Early attempts to estimate Austronesian language relationships using lexicostatistical methods (32) produced trees that were dramatically different from those obtained by linguists using the comparative method (33). In contrast, the Bayesian phylogenetic trees (Fig. 1 and fig. S5) we obtained from our basic vocabulary data were congruent with the traditional subgroups identified by phonological and morphological evidence, such as the loss of the Proto-Oceanic uvular trill *R in the Central Pacific subgroup (34) or the lowering of high vowels in morphemes identifying Central-Eastern Malayo-Polynesian (35). The trees support 26 of the 34 putative Austronesian language subgroups and linkages discussed in (28). Of the remaining seven unsupported groups, two are linkages that lack exclusively shared innovations (Central and Western Malayo-Polynesian), and one is only supported by a single sound change (East Formosan). The remaining five (Western Oceanic, Malayo-Chamic, Greater Central Philippines, Greater Barito, and Barrier Islands/North Sumatra) may be obscured in our analyses because of conflicting signals caused by undetected borrowing between neighboring languages. Our results place the Formosan languages of Taiwan at the base of the trees immediately after the outgroups (Fig. 1). Following these are the languages of the Philippines, Borneo/Sulawesi, Central Malayo-Polynesia, South Halmahera/West New Guinea, and the Oceanic languages. This chained topology is precisely the structure predicted by the pulse-pause scenario.

Fig. 1.

Map and maximum clade credibility tree of 400 Austronesian languages. The tree shows four major expansion pulses and two pauses in Pacific settlement. Branches colored red are those identified as having significant increases in language diversification rates. Major language subgroups are color-coded and labeled as follows: a, Outgroups (Buyang, Old Chinese); b, Formosan; c, Sama-Bajaw; d, Gorontalo-Mongondowic; e, Philippine; f, Barito; g, Malayo-Sumbawan; h, Greater South Sulawesi; i, Sangiric; j, Celebic; k, Bima-Sumba; l, Yamdena-North Bomberai; m, Central Maluku; n, Timor; o, South Halmahera-West New Guinea; p, Schouten (North New Guinea); q, Papuan Tip; r, Willaumez (Meso-Melanesian); s, North New Guinea; t, Admiralties; u, South-East Solomonic; v, Meso-Melanesian; w, Temotu; x, South Vanuatu; y, North Vanuatu; z, Loyalties/New Caledonia; A, Micronesian; B, Polynesian; and C, Eastern Polynesian.

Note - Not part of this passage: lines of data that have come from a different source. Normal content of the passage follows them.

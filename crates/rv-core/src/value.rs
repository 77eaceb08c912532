//! Loose-typing helpers over `serde_json::Value`.
//!
//! Expressions follow JavaScript-flavoured coercion: `null` is falsy and
//! reads as `0` in arithmetic, numeric strings compare equal to numbers under
//! `==`, and `+` concatenates when either side is a string.

use std::cmp::Ordering;

use serde_json::{Map, Number, Value};

pub fn truthy(value: &Value) -> bool {
    match value {
        Value::Null => false,
        Value::Bool(b) => *b,
        Value::Number(n) => n.as_f64().is_some_and(|f| f != 0.0 && !f.is_nan()),
        Value::String(s) => !s.is_empty(),
        Value::Array(_) | Value::Object(_) => true,
    }
}

pub fn to_number(value: &Value) -> f64 {
    match value {
        Value::Null => 0.0,
        Value::Bool(b) => f64::from(u8::from(*b)),
        Value::Number(n) => n.as_f64().unwrap_or(f64::NAN),
        Value::String(s) => {
            let s = s.trim();
            if s.is_empty() {
                0.0
            } else {
                s.parse().unwrap_or(f64::NAN)
            }
        }
        Value::Array(items) if items.is_empty() => 0.0,
        Value::Array(_) | Value::Object(_) => f64::NAN,
    }
}

/// Numeric value of `value` when it is a number or a numeric string.
pub fn as_numeric(value: &Value) -> Option<f64> {
    match value {
        Value::Number(n) => n.as_f64(),
        Value::String(s) => s.trim().parse::<f64>().ok().filter(|f| f.is_finite()),
        _ => None,
    }
}

/// Convert a computed float back into JSON. Integral values become integers;
/// infinities saturate to the largest finite float and NaN becomes `null`.
pub fn num(f: f64) -> Value {
    if f.is_nan() {
        return Value::Null;
    }
    let f = f.clamp(f64::MIN, f64::MAX);
    if f.fract() == 0.0 && f.abs() < 9.0e15 {
        return Value::from(f as i64);
    }
    Number::from_f64(f).map_or(Value::Null, Value::Number)
}

/// Text form used for string concatenation, object keys and CSV cells.
pub fn to_text(value: &Value) -> String {
    match value {
        Value::Null => "null".to_string(),
        Value::String(s) => s.clone(),
        Value::Number(n) => match n.as_f64() {
            Some(f) if f.fract() == 0.0 && f.abs() < 9.0e15 => format!("{}", f as i64),
            _ => n.to_string(),
        },
        other => other.to_string(),
    }
}

/// `==`: numbers, numeric strings and booleans compare by numeric value.
pub fn loose_eq(a: &Value, b: &Value) -> bool {
    match (a, b) {
        (Value::Null, Value::Null) => true,
        (Value::Null, _) | (_, Value::Null) => false,
        (Value::String(x), Value::String(y)) => x == y,
        (Value::Array(_) | Value::Object(_), _) | (_, Value::Array(_) | Value::Object(_)) => {
            a == b
        }
        _ => to_number(a) == to_number(b),
    }
}

/// `===`: same type and value; `1` and `1.0` are the same number.
pub fn strict_eq(a: &Value, b: &Value) -> bool {
    match (a, b) {
        (Value::Number(x), Value::Number(y)) => x.as_f64() == y.as_f64(),
        (Value::Array(x), Value::Array(y)) => {
            x.len() == y.len() && x.iter().zip(y).all(|(a, b)| strict_eq(a, b))
        }
        (Value::Object(x), Value::Object(y)) => {
            x.len() == y.len() && x.iter().all(|(k, v)| y.get(k).is_some_and(|w| strict_eq(v, w)))
        }
        _ => a == b,
    }
}

/// Ordering for `<` and friends: strings compare lexically with each other,
/// everything else numerically. `None` when either side is NaN.
pub fn compare(a: &Value, b: &Value) -> Option<Ordering> {
    match (a, b) {
        (Value::String(x), Value::String(y)) => Some(x.cmp(y)),
        _ => to_number(a).partial_cmp(&to_number(b)),
    }
}

/// Walk `path` into `value`; objects by key, arrays by index. Missing
/// segments yield `null`.
pub fn lookup<'a, S: AsRef<str>>(value: &'a Value, path: &[S]) -> Option<&'a Value> {
    path.iter().try_fold(value, |cur, segment| {
        let segment = segment.as_ref();
        match cur {
            Value::Object(map) => map.get(segment),
            Value::Array(items) => segment.parse::<usize>().ok().and_then(|i| items.get(i)),
            _ => None,
        }
    })
}

pub fn lookup_or_null<S: AsRef<str>>(value: &Value, path: &[S]) -> Value {
    lookup(value, path).cloned().unwrap_or(Value::Null)
}

/// `{accumulator, current}` pair seen by reducer expressions.
pub fn reducer_pair(accumulator: Value, current: Value) -> Value {
    let mut map = Map::with_capacity(2);
    map.insert("accumulator".to_string(), accumulator);
    map.insert("current".to_string(), current);
    Value::Object(map)
}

One potential problem with this analysis is that Old Chinese may be too distantly related to Austronesian to reliably root the tree, whereas Buyang and the other Tai-Kadai languages may be a sister group to Malayo-Polynesian (29). To investigate the reliability of the Taiwanese rooting, we conducted a separate analysis using a stochastic-Dollo model of cognate evolution (28), which can estimate where the root should be without specifying outgroups (36). This additional analysis placed Old Chinese and Buyang at the base of the tree, followed by the Formosan languages with 100% posterior probability.

Age of Austronesian. The second key difference between the settlement scenarios is the age of the Austronesian language family. The pulse-pause scenario predicts an origin of Austronesian between 5000 to 6000 years B.P., whereas the Wallacean slow boat scenario predicts an older age of between 13,000 to 17,000 years B.P. To test between these predictions, we estimated the age of Proto-Austronesian by using a penalized likelihood rate-smoothing approach (37). Rather than assuming constant rates of lexical replacement, this method uses calibrations to smoothe the observed rates of character change across the trees. We calibrated 10 nodes on the trees with archaeological date estimates and known settlement times (28). The languages Old Chinese and Old Javanese were calibrated to the ages when they were spoken, and Favorlang and Siraya were calibrated to their data collection times. All other languages were treated as contemporaneous.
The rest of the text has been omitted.